--- INPUT DATA ---
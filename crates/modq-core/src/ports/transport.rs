//! Transport ports - メッセージキュー（Kafka または InMemory）
//!
//! Two halves of the broker client:
//! - [`RecordPublisher`]: acknowledged sends (the call returns only after the
//!   broker has the record).
//! - [`RecordSubscriber`]: pull-based consumption under a consumer group with
//!   manual offset commit.
//!
//! Both carry opaque byte payloads; encoding lives in `domain::envelope`.

use async_trait::async_trait;

use crate::domain::TransportError;

/// Where an acknowledged record landed.
#[derive(Debug, Clone, Copy, PartialEq, Eq)]
pub struct RecordPosition {
    pub partition: i32,
    pub offset: i64,
}

/// One record handed out by a subscriber.
#[derive(Debug, Clone, PartialEq, Eq)]
pub struct ConsumedRecord {
    pub topic: String,
    pub partition: i32,
    pub offset: i64,
    pub payload: Vec<u8>,
}

/// Start position for a group that has never committed.
#[derive(Debug, Clone, Copy, PartialEq, Eq, Default)]
pub enum OffsetReset {
    #[default]
    Earliest,
    Latest,
}

impl OffsetReset {
    pub fn as_str(self) -> &'static str {
        match self {
            OffsetReset::Earliest => "earliest",
            OffsetReset::Latest => "latest",
        }
    }
}

/// What to subscribe to. Offsets only move on explicit commit.
#[derive(Debug, Clone, PartialEq, Eq)]
pub struct Subscription {
    pub topic: String,
    pub group_id: String,
    pub offset_reset: OffsetReset,
}

impl Subscription {
    pub fn new(topic: impl Into<String>, group_id: impl Into<String>) -> Self {
        Self {
            topic: topic.into(),
            group_id: group_id.into(),
            offset_reset: OffsetReset::Earliest,
        }
    }
}

#[async_trait]
pub trait RecordPublisher: Send + Sync {
    async fn connect(&self) -> Result<(), TransportError>;

    /// Publish and wait for the broker acknowledgement (at-least-once).
    async fn publish(&self, topic: &str, payload: &[u8]) -> Result<RecordPosition, TransportError>;

    /// Flush and close.
    async fn disconnect(&self) -> Result<(), TransportError>;
}

#[async_trait]
pub trait RecordSubscriber: Send + Sync {
    async fn subscribe(&self, subscription: &Subscription) -> Result<(), TransportError>;

    /// Wait for the next record. `None` means the stream has ended.
    ///
    /// Must be cancel-safe: dropping the future before it resolves must not
    /// lose a record.
    async fn next_record(&self) -> Result<Option<ConsumedRecord>, TransportError>;

    /// Commit `record.offset + 1` for the subscribed group.
    async fn commit(&self, record: &ConsumedRecord) -> Result<(), TransportError>;

    /// Leave the group.
    async fn unsubscribe(&self) -> Result<(), TransportError>;
}
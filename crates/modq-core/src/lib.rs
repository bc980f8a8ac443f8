//! modq-core
//!
//! Core building blocks for the moderation queue worker.
//!
//! # モジュール構成
//! - **domain**: ドメインモデル（ids, envelope, task, prediction, state, errors）
//! - **ports**: 抽象化レイヤー（ModerationStore, PredictionService, RecordPublisher, ...）
//! - **app**: アプリケーションロジック（config, producer, consumer, service, worker）
//! - **impls**: 実装（InMemoryBroker, InMemoryModerationStore, Kafka など）

pub mod app;
pub mod domain;
pub mod impls;
pub mod ports;
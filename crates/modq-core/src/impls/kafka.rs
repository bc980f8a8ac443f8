//! Kafka transport (feature `kafka`)
//!
//! - `KafkaPublisher`: `FutureProducer`, `acks=all`, every send awaited until
//!   the broker acknowledges it
//! - `KafkaSubscriber`: `StreamConsumer`, `enable.auto.commit=false`,
//!   synchronous commit of `offset + 1` per record
//!
//! librdkafka の flush / sync commit はスレッドをブロックするので
//! `spawn_blocking` 上で実行する。

use std::sync::Arc;
use std::time::Duration;

use async_trait::async_trait;
use rdkafka::config::ClientConfig;
use rdkafka::consumer::{CommitMode, Consumer, StreamConsumer};
use rdkafka::producer::{FutureProducer, FutureRecord, Producer};
use rdkafka::util::Timeout;
use rdkafka::{Message, Offset, TopicPartitionList};
use tokio::sync::RwLock;
use tracing::{info, warn};

use crate::domain::TransportError;
use crate::ports::{ConsumedRecord, RecordPosition, RecordPublisher, RecordSubscriber, Subscription};

const SEND_TIMEOUT: Duration = Duration::from_secs(5);
const FLUSH_TIMEOUT: Duration = Duration::from_secs(10);

pub struct KafkaPublisher {
    brokers: String,
    producer: RwLock<Option<FutureProducer>>,
}

impl KafkaPublisher {
    pub fn new(brokers: impl Into<String>) -> Self {
        Self {
            brokers: brokers.into(),
            producer: RwLock::new(None),
        }
    }
}

#[async_trait]
impl RecordPublisher for KafkaPublisher {
    async fn connect(&self) -> Result<(), TransportError> {
        let mut slot = self.producer.write().await;
        if slot.is_some() {
            return Ok(());
        }

        let producer: FutureProducer = ClientConfig::new()
            .set("bootstrap.servers", &self.brokers)
            .set("acks", "all")
            .set("enable.idempotence", "true")
            .set("message.timeout.ms", "30000")
            .create()
            .map_err(|e| TransportError::Connect(e.to_string()))?;

        info!(brokers = %self.brokers, "kafka producer connected");
        *slot = Some(producer);
        Ok(())
    }

    async fn publish(&self, topic: &str, payload: &[u8]) -> Result<RecordPosition, TransportError> {
        let producer = self
            .producer
            .read()
            .await
            .clone()
            .ok_or(TransportError::NotConnected)?;

        let record = FutureRecord::<(), [u8]>::to(topic).payload(payload);
        match producer.send(record, Timeout::After(SEND_TIMEOUT)).await {
            Ok((partition, offset)) => Ok(RecordPosition { partition, offset }),
            Err((e, _)) => Err(TransportError::Send {
                topic: topic.to_string(),
                reason: e.to_string(),
            }),
        }
    }

    /// The producer is kept until the flush succeeds.
    async fn disconnect(&self) -> Result<(), TransportError> {
        let Some(producer) = self.producer.read().await.clone() else {
            return Ok(());
        };
        tokio::task::spawn_blocking(move || producer.flush(Timeout::After(FLUSH_TIMEOUT)))
            .await
            .map_err(|e| TransportError::Send {
                topic: "*".to_string(),
                reason: format!("flush task failed: {e}"),
            })?
            .map_err(|e| TransportError::Send {
                topic: "*".to_string(),
                reason: format!("flush failed: {e}"),
            })?;
        self.producer.write().await.take();
        info!("kafka producer flushed");
        Ok(())
    }
}

pub struct KafkaSubscriber {
    brokers: String,
    consumer: RwLock<Option<Arc<StreamConsumer>>>,
}

impl KafkaSubscriber {
    pub fn new(brokers: impl Into<String>) -> Self {
        Self {
            brokers: brokers.into(),
            consumer: RwLock::new(None),
        }
    }

    async fn current(&self) -> Result<Arc<StreamConsumer>, TransportError> {
        self.consumer
            .read()
            .await
            .clone()
            .ok_or(TransportError::NotConnected)
    }
}

#[async_trait]
impl RecordSubscriber for KafkaSubscriber {
    async fn subscribe(&self, subscription: &Subscription) -> Result<(), TransportError> {
        let consumer: StreamConsumer = ClientConfig::new()
            .set("bootstrap.servers", &self.brokers)
            .set("group.id", &subscription.group_id)
            .set("enable.auto.commit", "false")
            .set("auto.offset.reset", subscription.offset_reset.as_str())
            .set("session.timeout.ms", "30000")
            .set("max.poll.interval.ms", "300000")
            .create()
            .map_err(|e| TransportError::Connect(e.to_string()))?;

        consumer
            .subscribe(&[subscription.topic.as_str()])
            .map_err(|e| TransportError::Connect(e.to_string()))?;

        info!(
            brokers = %self.brokers,
            topic = %subscription.topic,
            group_id = %subscription.group_id,
            "kafka consumer subscribed"
        );
        *self.consumer.write().await = Some(Arc::new(consumer));
        Ok(())
    }

    async fn next_record(&self) -> Result<Option<ConsumedRecord>, TransportError> {
        let consumer = self.current().await?;
        let message = consumer
            .recv()
            .await
            .map_err(|e| TransportError::Receive(e.to_string()))?;

        Ok(Some(ConsumedRecord {
            topic: message.topic().to_string(),
            partition: message.partition(),
            offset: message.offset(),
            payload: message.payload().map(<[u8]>::to_vec).unwrap_or_default(),
        }))
    }

    async fn commit(&self, record: &ConsumedRecord) -> Result<(), TransportError> {
        let consumer = self.current().await?;

        let mut offsets = TopicPartitionList::new();
        offsets
            .add_partition_offset(&record.topic, record.partition, Offset::Offset(record.offset + 1))
            .map_err(|e| TransportError::Commit(e.to_string()))?;

        tokio::task::spawn_blocking(move || consumer.commit(&offsets, CommitMode::Sync))
            .await
            .map_err(|e| TransportError::Commit(format!("commit task failed: {e}")))?
            .map_err(|e| TransportError::Commit(e.to_string()))
    }

    async fn unsubscribe(&self) -> Result<(), TransportError> {
        match self.consumer.write().await.take() {
            Some(consumer) => {
                consumer.unsubscribe();
                info!("kafka consumer left group");
            }
            None => warn!("unsubscribe without an active subscription"),
        }
        Ok(())
    }
}

#[cfg(test)]
mod tests {
    use super::*;

    #[tokio::test]
    async fn publish_before_connect_is_not_connected() {
        let publisher = KafkaPublisher::new("localhost:9092");
        let err = publisher.publish("moderation", b"{}").await.unwrap_err();
        assert!(matches!(err, TransportError::NotConnected));
    }

    #[tokio::test]
    async fn disconnect_flushes_and_releases_the_producer() {
        // client creation and an empty flush need no reachable broker
        let publisher = KafkaPublisher::new("localhost:9092");
        publisher.disconnect().await.unwrap();

        publisher.connect().await.unwrap();
        publisher.disconnect().await.unwrap();

        let err = publisher.publish("moderation", b"{}").await.unwrap_err();
        assert!(matches!(err, TransportError::NotConnected));
    }

    #[tokio::test]
    async fn next_before_subscribe_is_not_connected() {
        let subscriber = KafkaSubscriber::new("localhost:9092");
        let err = subscriber.next_record().await.unwrap_err();
        assert!(matches!(err, TransportError::NotConnected));
    }
}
---
[WORK ITEM]
The answer must be a single number: the count of lines in the data that include the word "slot".

[WRITTEN ANSWER]
3